The book then sets up the start of the sequel, implying the price Jacob paid for the cure was a curse being put on him.

==Characters==
- Jacob Reckless: The protagonist of the book, Jacob is a 24-year-old who discovers a secret world behind the mirror in his missing father's study. Jacob escapes to the Mirrorworld for weeks or months at a time. He views family and friends as a burden, and prefers a life where the consequences of his actions do not harm those he loves. He is named after Jacob Grimm.
- Will Reckless: Jacob's younger brother who is very dependent on his older brother. He is named after Wilhelm Grimm. The first time Will follows Jacob into the Mirrorworld, he is attacked by a Goyl, a race of stone men that live beyond the mirror. Will's skin begins to turn stone, as he becomes the legendary jade Goyl.
- Clara: Will's girlfriend. They met in a hospital, where Clara was a resident and where Will was caring for his dying mother. Clara follows Will into the Mirrorworld to find him partially turned to stone.
- Fox (born Celeste): One of Jacob's few friends. She is a shapeshifter, and mostly she prefers to be a vixen. She travels with Jacob after he saves her life, and understands him at times better than Jacob himself. Fox got the power to shapeshift through a dress she got after saving a vixens life. She is maximum 15 years old, but still a very adult character. She is in love with Jacob. Foxes are given supportive and major roles in 6 of the Grimms' fairy tales.
- Evenaugh Valiant: A dwarf who eventually accompanies Jacob on his mission to cure Will. Dwarves are famous mainly in the Grimms' Snow White, but have appeared casually in other stories.
- Niomee The Dark Fairy: Kami'en's lover. She created the spell that caused any physical attack from a Goyl to turn a man into Goyl himself. She is despised by the other Fairies for leaving their home.
- Miranda the Red Fairy: Sister to the Dark Fairy. She saves dying Jacob after he had been attacked by Unicorns while treasure hunting.
- Kami'en: The King of the Goyl. The first carnelian to lead the Goyl. An excellent strategist who has led the Goyl to victory over the humans of the Mirrorworld.
- Hentzau: The King's right hand, and a Jasper Goyl. He is sent by the King and the Dark Fairy to find the Jade Goyl.
- Albert Chanute: A fellow treasure hunter, and the closest thing Jacob has to a father-figure.
- Victoria the empress: The empress who runs all and is determined to capture Jacob reckless for he behavior of his father

==Grimm tales mentioned in Reckless==
- The Frog Prince
- Cinderella
- Rapunzel
- The Table, the Ass, and the Stick
- Snow White
- Hansel and Gretel
- Rumplestiltskin
- "Sleeping Beauty"

==Reception==
Publishers Weekly gave a mixed response, saying that the "writing is beautiful on one page, clunky on another" and that the "rich re-imagining of familiar fairy tale details is the best part, as there is little character development".

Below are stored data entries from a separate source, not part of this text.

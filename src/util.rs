//! Decoders for fields the API renders inconsistently.
//!
//! Some endpoints send `""` where an empty array or object belongs (for
//! example `asset_groups` from the single-asset endpoint and `asset_info`
//! from the asset listing). The wrappers here accept a string, or `null`, in
//! place of the container and decode it as empty. Any other mismatched shape
//! is still a decode error.

use serde::de::{self, DeserializeOwned, MapAccess, SeqAccess, Visitor};
use serde::{Deserialize, Deserializer, Serialize};
use serde_json::{Map, Value};
use std::fmt;
use std::marker::PhantomData;
use std::ops::{Deref, DerefMut};

/// Deserializes `null` as `T::default()`.
///
/// For plain collection fields where the API sends `null` for "none".
pub(crate) fn null_as_default<'de, D, T>(deserializer: D) -> Result<T, D::Error>
where
    T: Default + Deserialize<'de>,
    D: Deserializer<'de>,
{
    let opt = <Option<T> as Deserialize>::deserialize(deserializer)?;
    Ok(opt.unwrap_or_default())
}

/// A JSON array that may arrive as a string.
#[derive(Debug, Clone, PartialEq, Eq, Serialize)]
#[serde(transparent)]
pub struct EmptyStrAsVec<T = String>(pub Vec<T>);

/// A JSON object that may arrive as a string.
#[derive(Debug, Clone, Default, PartialEq, Serialize)]
#[serde(transparent)]
pub struct EmptyStrAsMap(pub Map<String, Value>);

impl<T> Default for EmptyStrAsVec<T> {
    fn default() -> Self {
        Self(Vec::new())
    }
}

impl<T> Deref for EmptyStrAsVec<T> {
    type Target = Vec<T>;

    fn deref(&self) -> &Vec<T> {
        &self.0
    }
}

impl<T> DerefMut for EmptyStrAsVec<T> {
    fn deref_mut(&mut self) -> &mut Vec<T> {
        &mut self.0
    }
}

impl<T> From<Vec<T>> for EmptyStrAsVec<T> {
    fn from(values: Vec<T>) -> Self {
        Self(values)
    }
}

impl<T> From<EmptyStrAsVec<T>> for Vec<T> {
    fn from(values: EmptyStrAsVec<T>) -> Self {
        values.0
    }
}

impl Deref for EmptyStrAsMap {
    type Target = Map<String, Value>;

    fn deref(&self) -> &Map<String, Value> {
        &self.0
    }
}

impl DerefMut for EmptyStrAsMap {
    fn deref_mut(&mut self) -> &mut Map<String, Value> {
        &mut self.0
    }
}

impl From<Map<String, Value>> for EmptyStrAsMap {
    fn from(map: Map<String, Value>) -> Self {
        Self(map)
    }
}

struct VecVisitor<T>(PhantomData<T>);

impl<'de, T: DeserializeOwned> Visitor<'de> for VecVisitor<T> {
    type Value = EmptyStrAsVec<T>;

    fn expecting(&self, f: &mut fmt::Formatter<'_>) -> fmt::Result {
        f.write_str("an array or a string")
    }

    fn visit_seq<A: SeqAccess<'de>>(self, mut seq: A) -> Result<Self::Value, A::Error> {
        let mut values = Vec::with_capacity(seq.size_hint().unwrap_or(0));
        while let Some(value) = seq.next_element()? {
            values.push(value);
        }
        Ok(EmptyStrAsVec(values))
    }

    fn visit_str<E: de::Error>(self, _: &str) -> Result<Self::Value, E> {
        Ok(EmptyStrAsVec::default())
    }

    fn visit_unit<E: de::Error>(self) -> Result<Self::Value, E> {
        Ok(EmptyStrAsVec::default())
    }
}

impl<'de, T: DeserializeOwned> Deserialize<'de> for EmptyStrAsVec<T> {
    fn deserialize<D: Deserializer<'de>>(deserializer: D) -> Result<Self, D::Error> {
        deserializer.deserialize_any(VecVisitor(PhantomData))
    }
}

struct MapVisitor;

impl<'de> Visitor<'de> for MapVisitor {
    type Value = EmptyStrAsMap;

    fn expecting(&self, f: &mut fmt::Formatter<'_>) -> fmt::Result {
        f.write_str("an object or a string")
    }

    fn visit_map<A: MapAccess<'de>>(self, mut access: A) -> Result<Self::Value, A::Error> {
        let mut map = Map::new();
        while let Some((key, value)) = access.next_entry()? {
            map.insert(key, value);
        }
        Ok(EmptyStrAsMap(map))
    }

    fn visit_str<E: de::Error>(self, _: &str) -> Result<Self::Value, E> {
        Ok(EmptyStrAsMap::default())
    }

    fn visit_unit<E: de::Error>(self) -> Result<Self::Value, E> {
        Ok(EmptyStrAsMap::default())
    }
}

impl<'de> Deserialize<'de> for EmptyStrAsMap {
    fn deserialize<D: Deserializer<'de>>(deserializer: D) -> Result<Self, D::Error> {
        deserializer.deserialize_any(MapVisitor)
    }
}

#[cfg(test)]
mod tests {
    use super::*;
    use serde_json::json;

    #[derive(Debug, Deserialize)]
    struct Record {
        #[serde(default)]
        groups: EmptyStrAsVec,
        #[serde(default)]
        info: EmptyStrAsMap,
    }

    #[test]
    fn test_empty_string_as_empty_vec() {
        let v: EmptyStrAsVec = serde_json::from_str(r#""""#).unwrap();
        assert!(v.is_empty());
    }

    #[test]
    fn test_array_keeps_order() {
        let v: EmptyStrAsVec = serde_json::from_str(r#"["a","b"]"#).unwrap();
        assert_eq!(v.0, vec!["a".to_string(), "b".to_string()]);
    }

    #[test]
    fn test_null_as_empty_vec() {
        let v: EmptyStrAsVec = serde_json::from_str("null").unwrap();
        assert!(v.is_empty());
    }

    #[test]
    fn test_vec_rejects_other_shapes() {
        assert!(serde_json::from_str::<EmptyStrAsVec>("42").is_err());
        assert!(serde_json::from_str::<EmptyStrAsVec>(r#"{"a":1}"#).is_err());
        assert!(serde_json::from_str::<EmptyStrAsVec>("[1,2]").is_err());
    }

    #[test]
    fn test_empty_string_as_empty_map() {
        let m: EmptyStrAsMap = serde_json::from_str(r#""""#).unwrap();
        assert!(m.is_empty());
    }

    #[test]
    fn test_object_kept() {
        let m: EmptyStrAsMap = serde_json::from_str(r#"{"k":"v"}"#).unwrap();
        assert_eq!(m.get("k"), Some(&json!("v")));
        assert_eq!(m.len(), 1);
    }

    #[test]
    fn test_map_rejects_arrays() {
        assert!(serde_json::from_str::<EmptyStrAsMap>("[]").is_err());
    }

    #[test]
    fn test_anomaly_inside_record_does_not_fail_decode() {
        let r: Record = serde_json::from_value(json!({"groups": "", "info": ""})).unwrap();
        assert!(r.groups.is_empty());
        assert!(r.info.is_empty());

        let r: Record = serde_json::from_value(json!({})).unwrap();
        assert!(r.groups.is_empty());
    }

    #[test]
    fn test_null_as_default_for_plain_vec() {
        #[derive(Deserialize)]
        struct Users {
            #[serde(default, deserialize_with = "null_as_default")]
            users: Vec<String>,
        }

        let u: Users = serde_json::from_str(r#"{"users":null}"#).unwrap();
        assert!(u.users.is_empty());
        let u: Users = serde_json::from_str(r#"{"users":["root"]}"#).unwrap();
        assert_eq!(u.users, vec!["root".to_string()]);
    }

    #[test]
    fn test_serializes_as_inner_container() {
        let v = EmptyStrAsVec(vec!["x".to_string()]);
        assert_eq!(serde_json::to_value(&v).unwrap(), json!(["x"]));
        assert_eq!(
            serde_json::to_value(EmptyStrAsMap::default()).unwrap(),
            json!({})
        );
    }
}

School Library Journal praised the book, saying that if "Percy Jackson and the Olympians sent kids to the library asking for Greek myths, Reckless will have them wanting the original fairy tales Funke weaves throughout her story."

The combined printing run for the first hardcover edition was 1,000,000 copies. In Germany, Cornelia Funke's home country, Reckless debuted at #1 on the best-seller list.